THE TASK » Write out exactly the lines from the first line of the records below through the line that contains "let mut candidates: Vec<Candidate>", and stop there.

[Data items]
···
//! Out-of-band classification and severity ranking.

use std::cmp::Ordering;

use crate::config::{CutoffBand, Direction};

/// One out-of-band frame with its ranking severity.
#[derive(Debug, Clone, Copy, PartialEq)]
pub(crate) struct Candidate {
    /// Frame index into the original sequence.
    pub index: usize,
    /// Direction-dependent severity (see [`classify`]).
    pub severity: f64,
}

/// Classifies scores against the band and returns candidates in rank order.
///
/// - `Above`: score > upper, most positive first.
/// - `Below`: score < lower, most negative first.
/// - `Both`: score outside either limit, ranked by distance to the band
///   midpoint, farthest first.
///
/// Ranking is stable: equal severities keep original index order, so reruns
/// on identical input select identically. NaN scores satisfy no comparison
/// and are never candidates.
pub(crate) fn classify(scores: &[f64], band: &CutoffBand, direction: Direction) -> Vec<Candidate> {
    let mid = band.midpoint();
    let mut candidates: Vec<Candidate> = Vec::new();
    for (index, &score) in scores.iter().enumerate() {
        match direction {
            Direction::Above if score > band.upper() => candidates.push(Candidate {
                index,
                severity: score,
            }),
            Direction::Below if score < band.lower() => candidates.push(Candidate {
                index,
                severity: score,
            }),
            Direction::Both if score < band.lower() || score > band.upper() => {
                candidates.push(Candidate {
                    index,
                    severity: (score - mid).abs(),
                })
            }
            _ => {}
        }
    }

    // Stable sort keeps index order on severity ties. Candidates never hold
    // NaN severities, so the Equal fallback is unreachable in practice.
    match direction {
        Direction::Below => candidates
            .sort_by(|a, b| a.severity.partial_cmp(&b.severity).unwrap_or(Ordering::Equal)),
        Direction::Above | Direction::Both => candidates
            .sort_by(|a, b| b.severity.partial_cmp(&a.severity).unwrap_or(Ordering::Equal)),
    }
    candidates
}
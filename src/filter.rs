//! Sieve pipeline entry point.

use tracing::{debug, info};

use crate::classify::classify;
use crate::collect::collect_property;
use crate::config::SieveConfig;
use crate::error::SieveError;
use crate::frame::{Evaluator, Frame};
use crate::pad::pad_stack;
use crate::reduce::{check_dimension, reduce};
use crate::result::{Outcome, SelectionResult};
use crate::select::greedy_select;

/// Runs the full outlier sieve over a frame sequence.
///
/// Stages, in order: collect the property (optionally via one batch
/// evaluator call), pad ragged per-frame arrays to a common shape, reduce to
/// one score per frame, classify scores against the cutoff band, and greedily
/// select a minimum-spaced subset of the most severe out-of-band frames.
///
/// The run either fully succeeds or fails before producing any result; an
/// all-in-band score vector is a success with
/// [`Outcome::NoOutliersPresent`].
///
/// # Errors
///
/// Any [`SieveError`] from configuration validation, property collection,
/// padding, reduction, or the rank guard aborts the run.
pub fn sieve(
    frames: &[Frame],
    evaluator: Option<&dyn Evaluator>,
    config: &SieveConfig,
) -> Result<SelectionResult, SieveError> {
    config.validate()?;

    let values = collect_property(frames, config.property(), evaluator)?;
    let tensor = pad_stack(&values, config.fill())?;
    debug!(shape = ?tensor.shape(), "stacked property tensor");

    let reduced = match config.reduction() {
        Some(reduction) => reduce(&tensor, reduction, config.reduction_axes())?,
        None => tensor,
    };
    check_dimension(&reduced, frames.len())?;
    let scores: Vec<f64> = reduced.iter().copied().collect();

    let candidates = classify(&scores, config.cutoffs(), config.direction());
    if candidates.is_empty() {
        info!(
            property = config.property(),
            frames = frames.len(),
            "no out-of-band frames"
        );
        return Ok(SelectionResult::new(
            Vec::new(),
            scores,
            *config.cutoffs(),
            Outcome::NoOutliersPresent,
        ));
    }

    let selected = greedy_select(&candidates, config.min_distance(), config.max_count());
    info!(
        property = config.property(),
        candidates = candidates.len(),
        selected = selected.len(),
        "selected outlier frames"
    );
    Ok(SelectionResult::new(
        selected,
        scores,
        *config.cutoffs(),
        Outcome::OutliersSelected,
    ))
}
···
FINISHED EXERCISE »
//! Out-of-band classification and severity ranking.

use std::cmp::Ordering;

use crate::config::{CutoffBand, Direction};

/// One out-of-band frame with its ranking severity.
#[derive(Debug, Clone, Copy, PartialEq)]
pub(crate) struct Candidate {
    /// Frame index into the original sequence.
    pub index: usize,
    /// Direction-dependent severity (see [`classify`]).
    pub severity: f64,
}

/// Classifies scores against the band and returns candidates in rank order.
///
/// - `Above`: score > upper, most positive first.
/// - `Below`: score < lower, most negative first.
/// - `Both`: score outside either limit, ranked by distance to the band
///   midpoint, farthest first.
///
/// Ranking is stable: equal severities keep original index order, so reruns
/// on identical input select identically. NaN scores satisfy no comparison
/// and are never candidates.
pub(crate) fn classify(scores: &[f64], band: &CutoffBand, direction: Direction) -> Vec<Candidate> {
    let mid = band.midpoint();
    let mut candidates: Vec<Candidate> = Vec::new();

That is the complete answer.